Antibiofilm Efficacy of the Pseudomonas aeruginosa Pbunavirus vB_PaeM-SMS29 Loaded onto Dissolving Polyvinyl Alcohol Microneedles

Abstract

Resistant bacteria prevail in most chronic skin wounds and other biofilm-related topical skin infections. Bacteriophages (phages) have proven their antimicrobial effectiveness for treating different antibiotic-resistant and multidrug-resistant bacterial infections, but not all phages are effective against biofilms. Phages possessing depolymerases can reach different biofilm layers; however, those that do not have depolymerase activity struggle to penetrate and navigate in the intricate 3D biofilm structure and mainly infect bacteria lodged in the outer biofilm layers. To address this, Pseudomonas aeruginosa phage vB_PaeM-SMS29, a phage with poor antibiofilm properties, was incorporated into polyvinyl alcohol (PVA, Mowiol 4:88) supplemented with 0.1% (v/v) of glycerol, and cast onto two different microneedle arrays varying in geometry. The dissolving microneedles were thoroughly characterized by microscopy, force-displacement, swelling, phage release and stability.
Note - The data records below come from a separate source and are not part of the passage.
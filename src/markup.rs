//! Inline mini-markup for literal content.
//!
//! Content is written with a tiny tag vocabulary so a line like
//! `Tap <b>"Sync Now"</b>` stays readable in source:
//!
//! - `<b>…</b>` bold, `<i>…</i>` italic (nestable)
//! - `<a href="…">…</a>` hyperlink
//! - `&nbsp; &amp; &lt; &gt; &quot;` entities
//!
//! Anything else is kept as literal text.

use crate::model::{InlineContent, TextRun, TextStyle};
use regex::Regex;
use std::borrow::Cow;
use std::sync::OnceLock;

/// Parses markup strings into inline content.
#[derive(Debug)]
pub struct MarkupParser {
    token_regex: Regex,
}

impl MarkupParser {
    /// Create a new parser.
    pub fn new() -> Self {
        Self {
            token_regex: Regex::new(
                r#"<(/?)(b|i|a)(?:\s+href\s*=\s*"([^"]*)")?\s*>|&(nbsp|amp|lt|gt|quot);"#,
            )
            .unwrap(),
        }
    }

    /// Parse markup into inline content.
    pub fn parse(&self, source: &str) -> Vec<InlineContent> {
        let mut state = ParseState::default();
        let mut last = 0;

        for caps in self.token_regex.captures_iter(source) {
            let Some(whole) = caps.get(0) else {
                continue;
            };
            state.text.push_str(&source[last..whole.start()]);
            last = whole.end();

            if let Some(entity) = caps.get(4) {
                state.text.push(match entity.as_str() {
                    "nbsp" => '\u{a0}',
                    "amp" => '&',
                    "lt" => '<',
                    "gt" => '>',
                    _ => '"',
                });
                continue;
            }

            let closing = caps.get(1).is_some_and(|m| !m.as_str().is_empty());
            let tag = caps.get(2).map_or("", |m| m.as_str());
            match (tag, closing) {
                ("b", false) => {
                    state.flush();
                    state.bold += 1;
                }
                ("b", true) => {
                    state.flush();
                    state.bold = state.bold.saturating_sub(1);
                }
                ("i", false) => {
                    state.flush();
                    state.italic += 1;
                }
                ("i", true) => {
                    state.flush();
                    state.italic = state.italic.saturating_sub(1);
                }
                ("a", false) => {
                    state.flush();
                    state.href = caps.get(3).map(|m| m.as_str().to_string());
                }
                ("a", true) => {
                    state.flush();
                    state.href = None;
                }
                _ => state.text.push_str(whole.as_str()),
            }
        }

        state.text.push_str(&source[last..]);
        state.flush();
        state.content
    }
}

impl Default for MarkupParser {
    fn default() -> Self {
        Self::new()
    }
}

#[derive(Default)]
struct ParseState {
    content: Vec<InlineContent>,
    text: String,
    bold: u32,
    italic: u32,
    href: Option<String>,
}

impl ParseState {
    fn flush(&mut self) {
        if self.text.is_empty() {
            return;
        }
        let text = std::mem::take(&mut self.text);
        match self.href {
            Some(ref url) => self.content.push(InlineContent::Link {
                text,
                url: url.clone(),
            }),
            None => self.content.push(InlineContent::Text(TextRun {
                text,
                style: TextStyle {
                    bold: self.bold > 0,
                    italic: self.italic > 0,
                    ..Default::default()
                },
            })),
        }
    }
}

/// Escape `&`, `<` and `>` so that `text` parses back as literal text.
pub fn escape(text: &str) -> Cow<'_, str> {
    if !text.contains(['&', '<', '>']) {
        return Cow::Borrowed(text);
    }
    let mut out = String::with_capacity(text.len() + 8);
    for c in text.chars() {
        match c {
            '&' => out.push_str("&amp;"),
            '<' => out.push_str("&lt;"),
            '>' => out.push_str("&gt;"),
            c => out.push(c),
        }
    }
    Cow::Owned(out)
}

/// Parse markup with a shared parser instance.
pub fn parse(source: &str) -> Vec<InlineContent> {
    static PARSER: OnceLock<MarkupParser> = OnceLock::new();
    PARSER.get_or_init(MarkupParser::new).parse(source)
}

#[cfg(test)]
mod tests {
    use super::*;

    fn runs(content: &[InlineContent]) -> Vec<(String, bool, bool)> {
        content
            .iter()
            .map(|c| match c {
                InlineContent::Text(run) => (run.text.clone(), run.style.bold, run.style.italic),
                InlineContent::Link { text, .. } => (text.clone(), false, false),
                InlineContent::LineBreak => ("\n".into(), false, false),
            })
            .collect()
    }

    #[test]
    fn test_plain_text() {
        let content = parse("Install the app (it's free)");
        assert_eq!(
            runs(&content),
            vec![("Install the app (it's free)".to_string(), false, false)]
        );
    }

    #[test]
    fn test_bold_and_italic() {
        let content = parse("1. Open the <b>App Store</b> <i>now</i>");
        assert_eq!(
            runs(&content),
            vec![
                ("1. Open the ".to_string(), false, false),
                ("App Store".to_string(), true, false),
                (" ".to_string(), false, false),
                ("now".to_string(), false, true),
            ]
        );
    }

    #[test]
    fn test_nested_tags() {
        let content = parse("<b>bold <i>both</i></b>");
        assert_eq!(
            runs(&content),
            vec![
                ("bold ".to_string(), true, false),
                ("both".to_string(), true, true),
            ]
        );
    }

    #[test]
    fn test_entities() {
        let content = parse("&nbsp;&nbsp;Privacy &amp; Data &lt;3&gt; &quot;hi&quot;");
        assert_eq!(
            runs(&content),
            vec![("\u{a0}\u{a0}Privacy & Data <3> \"hi\"".to_string(), false, false)]
        );
    }

    #[test]
    fn test_link() {
        let content = parse(r#"Visit <a href="https://example.com">example.com</a> today"#);
        assert_eq!(content.len(), 3);
        assert_eq!(
            content[1],
            InlineContent::Link {
                text: "example.com".into(),
                url: "https://example.com".into(),
            }
        );
    }

    #[test]
    fn test_escape_reads_back_literally() {
        assert!(matches!(escape("Expo Go"), Cow::Borrowed("Expo Go")));

        let raw = "R&D <b>team</b> &lt;3";
        let content = parse(&format!("<b>{}</b>", escape(raw)));
        assert_eq!(runs(&content), vec![(raw.to_string(), true, false)]);
    }

    #[test]
    fn test_unknown_tags_are_literal() {
        let content = parse("a <u>b</u> c");
        assert_eq!(runs(&content), vec![("a <u>b</u> c".to_string(), false, false)]);
    }
}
Furthermore, 48 h-old biofilms were formed using the colony biofilm procedure (absence of broth), and the antibiofilm efficacy of the phage-loaded microneedles was evaluated by viable cell counts and microscopy and compared to free phages. The phages in microneedles were fairly stable for six months when stored at 4 °C, with minor decreases in phage titers observed. The geometry of the microneedles influenced the penetration and force-displacement characteristics but not the antimicrobial efficacy against biofilms. The two PVA microneedles loaded with phages reduced P. aeruginosa PAO1 biofilms by 2.44 to 2.76 log10 CFU·cm−2 at 24 h. These values are significantly higher than the result obtained after the treatment with the free phage (1.09 log10 CFU·cm−2). Overall, this study shows that the distribution of phages caused by the mechanical disruption of biofilms using dissolving microneedles can be an effective delivery method against topical biofilm-related skin infections.